REQUIRED ACTION: Exactly as they appear below, repeat the lines from the one with "filename src/controllers/health.rs" through the one with "pub async fn health_ready(State(service): State<Arc<dyn", and no others.

......

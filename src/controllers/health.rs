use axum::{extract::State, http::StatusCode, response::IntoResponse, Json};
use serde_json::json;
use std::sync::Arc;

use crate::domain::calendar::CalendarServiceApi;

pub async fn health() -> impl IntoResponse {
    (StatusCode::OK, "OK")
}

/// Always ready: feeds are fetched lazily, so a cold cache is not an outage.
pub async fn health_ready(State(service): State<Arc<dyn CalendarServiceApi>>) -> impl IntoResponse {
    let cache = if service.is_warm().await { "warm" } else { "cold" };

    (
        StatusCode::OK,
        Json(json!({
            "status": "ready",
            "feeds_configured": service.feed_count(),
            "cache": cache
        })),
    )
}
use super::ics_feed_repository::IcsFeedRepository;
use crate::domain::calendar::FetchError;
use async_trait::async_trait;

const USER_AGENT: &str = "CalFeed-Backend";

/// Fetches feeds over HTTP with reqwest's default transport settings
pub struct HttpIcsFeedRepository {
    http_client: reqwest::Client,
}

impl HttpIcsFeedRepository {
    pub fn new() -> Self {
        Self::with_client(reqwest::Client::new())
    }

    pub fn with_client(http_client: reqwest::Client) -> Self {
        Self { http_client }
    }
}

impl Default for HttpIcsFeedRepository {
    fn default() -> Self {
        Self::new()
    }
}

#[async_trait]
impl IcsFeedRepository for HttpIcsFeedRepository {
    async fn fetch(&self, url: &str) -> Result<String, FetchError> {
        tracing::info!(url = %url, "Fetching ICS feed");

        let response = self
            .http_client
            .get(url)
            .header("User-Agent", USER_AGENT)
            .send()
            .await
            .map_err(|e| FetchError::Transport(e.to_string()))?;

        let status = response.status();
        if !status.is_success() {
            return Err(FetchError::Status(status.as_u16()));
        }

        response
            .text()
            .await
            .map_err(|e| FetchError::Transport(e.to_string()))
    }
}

......

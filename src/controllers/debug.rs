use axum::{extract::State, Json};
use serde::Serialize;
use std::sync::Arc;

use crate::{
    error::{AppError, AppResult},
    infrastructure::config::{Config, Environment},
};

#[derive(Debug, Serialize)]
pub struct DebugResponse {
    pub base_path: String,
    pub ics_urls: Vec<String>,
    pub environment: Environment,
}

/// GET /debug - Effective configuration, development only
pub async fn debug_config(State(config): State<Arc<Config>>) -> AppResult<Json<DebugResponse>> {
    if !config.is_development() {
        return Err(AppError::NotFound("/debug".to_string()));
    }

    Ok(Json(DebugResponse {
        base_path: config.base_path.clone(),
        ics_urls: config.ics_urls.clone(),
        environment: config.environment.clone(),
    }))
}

......

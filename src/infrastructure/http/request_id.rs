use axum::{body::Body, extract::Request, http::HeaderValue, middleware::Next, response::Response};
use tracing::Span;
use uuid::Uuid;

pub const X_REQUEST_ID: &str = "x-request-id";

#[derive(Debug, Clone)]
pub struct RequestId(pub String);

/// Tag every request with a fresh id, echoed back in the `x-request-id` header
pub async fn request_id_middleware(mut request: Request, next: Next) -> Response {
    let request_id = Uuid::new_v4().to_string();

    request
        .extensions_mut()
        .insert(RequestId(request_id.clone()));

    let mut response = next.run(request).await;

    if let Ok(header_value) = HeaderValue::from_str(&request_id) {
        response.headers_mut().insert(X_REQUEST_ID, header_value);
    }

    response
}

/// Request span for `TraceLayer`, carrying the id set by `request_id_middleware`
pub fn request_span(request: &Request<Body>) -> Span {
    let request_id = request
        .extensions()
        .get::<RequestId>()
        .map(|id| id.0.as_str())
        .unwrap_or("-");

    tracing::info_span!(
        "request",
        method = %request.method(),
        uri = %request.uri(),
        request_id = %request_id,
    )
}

......

TASK ANSWER:
filename src/controllers/health.rs
use axum::{extract::State, http::StatusCode, response::IntoResponse, Json};
use serde_json::json;
use std::sync::Arc;

use crate::domain::calendar::CalendarServiceApi;

pub async fn health() -> impl IntoResponse {
    (StatusCode::OK, "OK")
}

/// Always ready: feeds are fetched lazily, so a cold cache is not an outage.
pub async fn health_ready(State(service): State<Arc<dyn CalendarServiceApi>>) -> impl IntoResponse {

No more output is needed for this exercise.